#001910 – 20 de Agosto de 2024
Recordo-me da teologia que fui absorvendo, nas quase duas décadas em que fui cristão. Deus, escutei, está fora da compreensão humana. A sua natureza é por definição impossível de conhecer, através dos sentidos ou da razão humana. Daí ideias como desígnios insondáveis, escrever direito por linhas tortas. Mesmo a acção de Deus no mundo é um desafio à aceitação da Sua Vontade, não um conjunto de mensagens claras para o entendimento humano. Isto é bastante circular, e estabelece limites que dão sempre paradoxos, quando explorados logicamente ad absurdum.

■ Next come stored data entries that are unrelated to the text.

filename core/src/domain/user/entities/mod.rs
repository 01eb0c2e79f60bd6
pub mod user;
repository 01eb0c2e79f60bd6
use tracing::{info, instrument};
use uuid::Uuid;

use crate::domain::{
    authentication::value_objects::Identity,
    common::{
        entities::app_errors::CoreError, policies::ensure_policy, services::Service,
        value_objects::Paginated,
    },
    crypto::ports::HasherRepository,
    filter::{
        entities::{FilterSpec, OrderSpec},
        errors::FilterError,
    },
    role::{entities::permission::Permissions, ports::RoleRepository},
    user::{
        entities::user::User,
        ports::{UserPolicy, UserRepository, UserService},
        value_objects::{
            CreateUserInput, CreateUserRequest, GetUsersInput, UpdateUserInput, UpdateUserRequest,
        },
    },
};

/// Filters offered on the user listing: free-text search over name, email
/// and role names, newest first unless the request asks for another order.
pub fn user_filters() -> Result<Vec<FilterSpec>, FilterError> {
    Ok(vec![
        FilterSpec::search(["name", "email", "roles.name"])?,
        FilterSpec::Order(OrderSpec::default().sortable([
            "name",
            "email",
            "created_at",
            "updated_at",
            "roles.name",
        ])?),
    ])
}

impl<U, RO, H> UserService for Service<U, RO, H>
where
    U: UserRepository,
    RO: RoleRepository,
    H: HasherRepository,
{
    #[instrument(skip_all, fields(user_id = %identity.id(), page = input.page.page))]
    async fn get_users(
        &self,
        identity: Identity,
        input: GetUsersInput,
    ) -> Result<Paginated<User>, CoreError> {
        ensure_policy(
            self.policy.can_view_users(identity).await,
            "insufficient permissions",
        )?;

        self.user_repository
            .fetch_users(user_filters()?, input.params, input.page)
            .await
    }

    #[instrument(skip_all, fields(user_id = %identity.id(), target = %user_id))]
    async fn get_user(&self, identity: Identity, user_id: Uuid) -> Result<User, CoreError> {
        ensure_policy(
            self.policy.can_view_user(identity, user_id).await,
            "insufficient permissions",
        )?;

        self.user_repository
            .get_by_id(user_id)
            .await?
            .ok_or(CoreError::NotFound)
    }

    #[instrument(skip_all, fields(user_id = %identity.id()))]
    async fn create_user(
        &self,
        identity: Identity,
        input: CreateUserInput,
    ) -> Result<User, CoreError> {
        ensure_policy(
            self.policy.can_create_user(identity).await,
            "insufficient permissions",
        )?;

        let password_hash = self
            .hasher_repository
            .hash_password(&input.password)
            .await?;

        let user = self
            .user_repository
            .create_user(CreateUserRequest {
                name: input.name,
                email: input.email,
                password_hash,
                roles: input.roles,
            })
            .await?;

        info!(created = %user.id, "user created");

        Ok(user)
    }

    #[instrument(skip_all, fields(user_id = %identity.id(), target = %input.user_id))]
    async fn update_user(
        &self,
        identity: Identity,
        input: UpdateUserInput,
    ) -> Result<User, CoreError> {
        ensure_policy(
            self.policy
                .can_update_user(identity.clone(), input.user_id)
                .await,
            "insufficient permissions",
        )?;

        // Updating oneself is allowed, reassigning roles is not.
        if input.roles.is_some() {
            ensure_policy(
                self.policy
                    .has_one_of(&identity, &[Permissions::ManageUsers])
                    .await,
                "insufficient permissions to assign roles",
            )?;
        }

        let password_hash = match input.password {
            Some(password) => Some(self.hasher_repository.hash_password(&password).await?),
            None => None,
        };

        self.user_repository
            .update_user(
                input.user_id,
                UpdateUserRequest {
                    name: input.name,
                    email: input.email,
                    password_hash,
                    roles: input.roles,
                },
            )
            .await
    }

    #[instrument(skip_all, fields(user_id = %identity.id(), target = %user_id))]
    async fn delete_user(&self, identity: Identity, user_id: Uuid) -> Result<(), CoreError> {
        ensure_policy(
            self.policy.can_delete_user(identity, user_id).await,
            "insufficient permissions",
        )?;

        self.user_repository.delete_user(user_id).await?;

        info!(deleted = %user_id, "user deleted");

        Ok(())
    }
}

#[cfg(test)]
mod tests {
    use super::*;
    use crate::domain::{
        common::{services::mocks::mock_service, value_objects::PageRequest},
        crypto::ports::MockHasherRepository,
        filter::{
            entities::{ColumnRef, SortDirection},
            value_objects::RequestParams,
        },
        role::ports::MockRoleRepository,
        user::ports::MockUserRepository,
    };

    fn hasher() -> MockHasherRepository {
        let mut hasher = MockHasherRepository::new();
        hasher.expect_hash_password().returning(|password| {
            let hash = format!("hashed:{password}");
            Box::pin(async move { Ok(hash) })
        });
        hasher
    }

    #[test]
    fn test_user_filters() {
        let filters = user_filters().unwrap();

        match &filters[0] {
            FilterSpec::Search(search) => {
                assert_eq!(search.name(), "query");
                assert_eq!(
                    search.columns()[2],
                    ColumnRef::Related {
                        relation: "roles".to_string(),
                        field: "name".to_string(),
                    }
                );
            }
            other => panic!("expected search, got {other:?}"),
        }

        match &filters[1] {
            FilterSpec::Order(order) => {
                assert_eq!(order.column(), &ColumnRef::Field("id".to_string()));
                assert_eq!(order.direction(), SortDirection::Desc);
                let sortable = order.sortable_columns().unwrap();
                assert!(sortable.contains(&ColumnRef::Field("email".to_string())));
                assert!(!sortable.contains(&ColumnRef::Field("password".to_string())));
            }
            other => panic!("expected order, got {other:?}"),
        }
    }

    #[tokio::test]
    async fn test_get_users_passes_filters_and_params() {
        let params = RequestParams::new().with("query", "ali");
        let page = PageRequest::new(Some(1), Some(5));

        let mut users = MockUserRepository::new();
        let expected_params = params.clone();
        users
            .expect_fetch_users()
            .withf(move |filters, params, requested| {
                *filters == user_filters().unwrap()
                    && *params == expected_params
                    && *requested == page
            })
            .times(1)
            .returning(|_, _, page| {
                let users = vec![
                    User::new("Admin".to_string(), "admin@example.org".to_string()),
                    User::new("Alice".to_string(), "alice@example.org".to_string()),
                ];
                Box::pin(async move { Ok(Paginated::new(users, page, 2)) })
            });

        let service = mock_service(
            users,
            MockRoleRepository::new(),
            MockHasherRepository::new(),
            &["view users"],
        );

        let result = service
            .get_users(Identity::new(Uuid::new_v4()), GetUsersInput { params, page })
            .await
            .unwrap();

        assert_eq!(result.total, 2);
        assert_eq!(result.per_page, 5);
    }

    #[tokio::test]
    async fn test_get_users_requires_permission() {
        let mut users = MockUserRepository::new();
        users.expect_fetch_users().never();

        let service = mock_service(
            users,
            MockRoleRepository::new(),
            MockHasherRepository::new(),
            &[],
        );

        let result = service
            .get_users(Identity::new(Uuid::new_v4()), GetUsersInput::default())
            .await;

        assert!(matches!(result, Err(CoreError::Forbidden(_))));
    }

    #[tokio::test]
    async fn test_get_user_self_and_missing() {
        let guest = User::new("Guest".to_string(), "guest@example.org".to_string());
        let guest_id = guest.id;

        let mut users = MockUserRepository::new();
        users.expect_get_by_id().returning(move |user_id| {
            let found = (user_id == guest.id).then(|| guest.clone());
            Box::pin(async move { Ok(found) })
        });

        let service = mock_service(
            users,
            MockRoleRepository::new(),
            MockHasherRepository::new(),
            &[],
        );

        let found = service
            .get_user(Identity::new(guest_id), guest_id)
            .await
            .unwrap();
        assert_eq!(found.name, "Guest");

        let other = service
            .get_user(Identity::new(guest_id), Uuid::new_v4())
            .await;
        assert!(matches!(other, Err(CoreError::Forbidden(_))));

        let mut users = MockUserRepository::new();
        users
            .expect_get_by_id()
            .returning(|_| Box::pin(async { Ok(None) }));
        let service = mock_service(
            users,
            MockRoleRepository::new(),
            MockHasherRepository::new(),
            &["manage users"],
        );

        let missing = service
            .get_user(Identity::new(Uuid::new_v4()), Uuid::new_v4())
            .await;
        assert_eq!(missing, Err(CoreError::NotFound));
    }

    #[tokio::test]
    async fn test_create_user_hashes_password() {
        let mut users = MockUserRepository::new();
        users
            .expect_create_user()
            .withf(|request| {
                request.password_hash == "hashed:hunter2" && request.roles == ["editor"]
            })
            .times(1)
            .returning(|request| {
                let user = User::new(request.name, request.email);
                Box::pin(async move { Ok(user) })
            });

        let service = mock_service(users, MockRoleRepository::new(), hasher(), &["manage users"]);

        let created = service
            .create_user(
                Identity::new(Uuid::new_v4()),
                CreateUserInput {
                    name: "Bob".to_string(),
                    email: "bob@example.org".to_string(),
                    password: "hunter2".to_string(),
                    roles: vec!["editor".to_string()],
                },
            )
            .await
            .unwrap();

        assert_eq!(created.name, "Bob");
    }

    #[tokio::test]
    async fn test_create_user_propagates_duplicate_email() {
        let mut users = MockUserRepository::new();
        users.expect_create_user().returning(|request| {
            Box::pin(async move { Err(CoreError::AlreadyExists(request.email)) })
        });

        let service = mock_service(users, MockRoleRepository::new(), hasher(), &["manage users"]);

        let result = service
            .create_user(
                Identity::new(Uuid::new_v4()),
                CreateUserInput {
                    name: "Bob".to_string(),
                    email: "bob@example.org".to_string(),
                    password: "hunter2".to_string(),
                    roles: vec![],
                },
            )
            .await;

        assert_eq!(
            result,
            Err(CoreError::AlreadyExists("bob@example.org".to_string()))
        );
    }

    #[tokio::test]
    async fn test_update_self_without_roles() {
        let guest = User::new("Guest".to_string(), "guest@example.org".to_string());
        let guest_id = guest.id;

        let mut users = MockUserRepository::new();
        users
            .expect_update_user()
            .withf(move |user_id, request| {
                *user_id == guest_id
                    && *request
                        == UpdateUserRequest {
                            name: Some("Renamed".to_string()),
                            password_hash: Some("hashed:new-secret".to_string()),
                            ..Default::default()
                        }
            })
            .times(1)
            .returning(move |_, request| {
                let mut user = guest.clone();
                if let Some(name) = request.name {
                    user.name = name;
                }
                Box::pin(async move { Ok(user) })
            });

        let service = mock_service(users, MockRoleRepository::new(), hasher(), &[]);

        let updated = service
            .update_user(
                Identity::new(guest_id),
                UpdateUserInput {
                    user_id: guest_id,
                    name: Some("Renamed".to_string()),
                    password: Some("new-secret".to_string()),
                    ..Default::default()
                },
            )
            .await
            .unwrap();

        assert_eq!(updated.name, "Renamed");
    }

    #[tokio::test]
    async fn test_update_self_roles_is_forbidden() {
        let mut users = MockUserRepository::new();
        users.expect_update_user().never();

        let service = mock_service(
            users,
            MockRoleRepository::new(),
            MockHasherRepository::new(),
            &[],
        );

        let guest_id = Uuid::new_v4();
        let result = service
            .update_user(
                Identity::new(guest_id),
                UpdateUserInput {
                    user_id: guest_id,
                    roles: Some(vec!["admin".to_string()]),
                    ..Default::default()
                },
            )
            .await;

        assert!(matches!(result, Err(CoreError::Forbidden(_))));
    }

    #[tokio::test]
    async fn test_delete_user() {
        let target = Uuid::new_v4();

        let mut users = MockUserRepository::new();
        users
            .expect_delete_user()
            .withf(move |user_id| *user_id == target)
            .times(1)
            .returning(|_| Box::pin(async { Ok(()) }));

        let service = mock_service(
            users,
            MockRoleRepository::new(),
            MockHasherRepository::new(),
            &["manage users"],
        );

        let result = service
            .delete_user(Identity::new(Uuid::new_v4()), target)
            .await;
        assert_eq!(result, Ok(()));
    }

    #[tokio::test]
    async fn test_delete_missing_user() {
        let mut users = MockUserRepository::new();
        users
            .expect_delete_user()
            .returning(|_| Box::pin(async { Err(CoreError::NotFound) }));

        let service = mock_service(
            users,
            MockRoleRepository::new(),
            MockHasherRepository::new(),
            &["manage users"],
        );

        let result = service
            .delete_user(Identity::new(Uuid::new_v4()), Uuid::new_v4())
            .await;
        assert_eq!(result, Err(CoreError::NotFound));
    }

    #[tokio::test]
    async fn test_guest_cannot_delete_others() {
        let mut users = MockUserRepository::new();
        users.expect_delete_user().never();

        let service = mock_service(
            users,
            MockRoleRepository::new(),
            MockHasherRepository::new(),
            &[],
        );

        let result = service
            .delete_user(Identity::new(Uuid::new_v4()), Uuid::new_v4())
            .await;

        assert!(matches!(result, Err(CoreError::Forbidden(_))));
    }
}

Como escritor sci-fi, penso nisto através de um thought experiment. Imaginemos que Deus existe mesmo e, neste cenário, somos observadores, sabemos o que está a acontecer. Deus existe e a certa altura muda de estratégia. Em vez de fazer com que a vida na terra seja um caminho para a salvação, em que cada pessoa tem a sua cruz e luta com a dificuldade que é manter a fé, decide dar-se a conhecer. A forma física como isso acontece não é importante. Podemos imaginar que Deus materializa ao mesmo tempo, para todos os seres humanos no mundo, a imagem de Jesus Cristo e que Jesus Cristo fala, sendo entendido em todas as línguas do mundo. Mas poderia ser outra forma. O que interessa é que Deus, sendo omnipotente, faz com que cada pessoa entenda que Deus existe, que aquilo não é uma ilusão. Deus, no íntimo de cada ser humano, desencadeia os processos emocionais, intuitivos e racionais necessários para as pessoas não terem dúvidas de que aquilo está mesmo a acontecer e que realmente é Deus a falar. Enquanto observadores sabemos que aquilo não é uma ilusão. Por isso Deus, no íntimo de cada um, não está a persuadir ninguém, está a revelar a realidade.
Ora isto tem algumas semelhantes com acontecimentos cujo resultado foi a conversão de quem os viveu. Usando uma linguagem directa: é a prova inequívoca de que Deus existe. E para algumas pessoas que tiveram experiências de conversão, momentos de transformação interior intensos, foi Deus que lhes falou, que se deu a conhecer. A Igreja Católica está cheia de eventos assim, como as aparições, mas muito mais frequentes ainda são experiências pessoais que são consonantes com esta forma de passar a acreditar em Deus. Na verdade, muitas pessoas passam a vida a procurar ter experiências assim, para que a sua religião tenha um fundamento espiritual e emocional.
Voltando ao exemplo imaginado que dei: para que isso acontecesse, seguindo a lógica da teologia católica (que consegui aprender apenas de forma indirecta, incompleta e deturpada, admito), Deus teria de operar uma pequena transformação. Permitir que a nossa percepção e a sua natureza fossem, afinal compatíveis e pudessem intersectar-se. Porque, lembremo-nos, Deus está fora da realidade mundana física, Deus não é um fenómeno, um elemento da natureza, é algo anterior, ulterior, que está aquém e além do Universo, de tudo o que existe. Não está sujeito às leis da física. Criou-as e pode actuar fora delas. Nós, que estamos debaixo desse jugo da realidade, não estamos em contacto com Deus.
São tautológicas as conclusões que daqui se possam tirar. Esta confusão filosófica é sempre explicada com o mistério, o insondável. Um deus que só posso conhecer depois de morrer e que me pede obediência e aceitação de tudo o que aconteça, seja lá o que for e que me chama de pecador só porque nasci, não é meu pai, não é meu amigo, não é bondoso, não é sequer insondável. É só inverosímil, indesejável e inútil. Mesmo que exista, não o quero e aceito o pecado do meu antiteísmo. Sem provas e sem culpa, desacredito.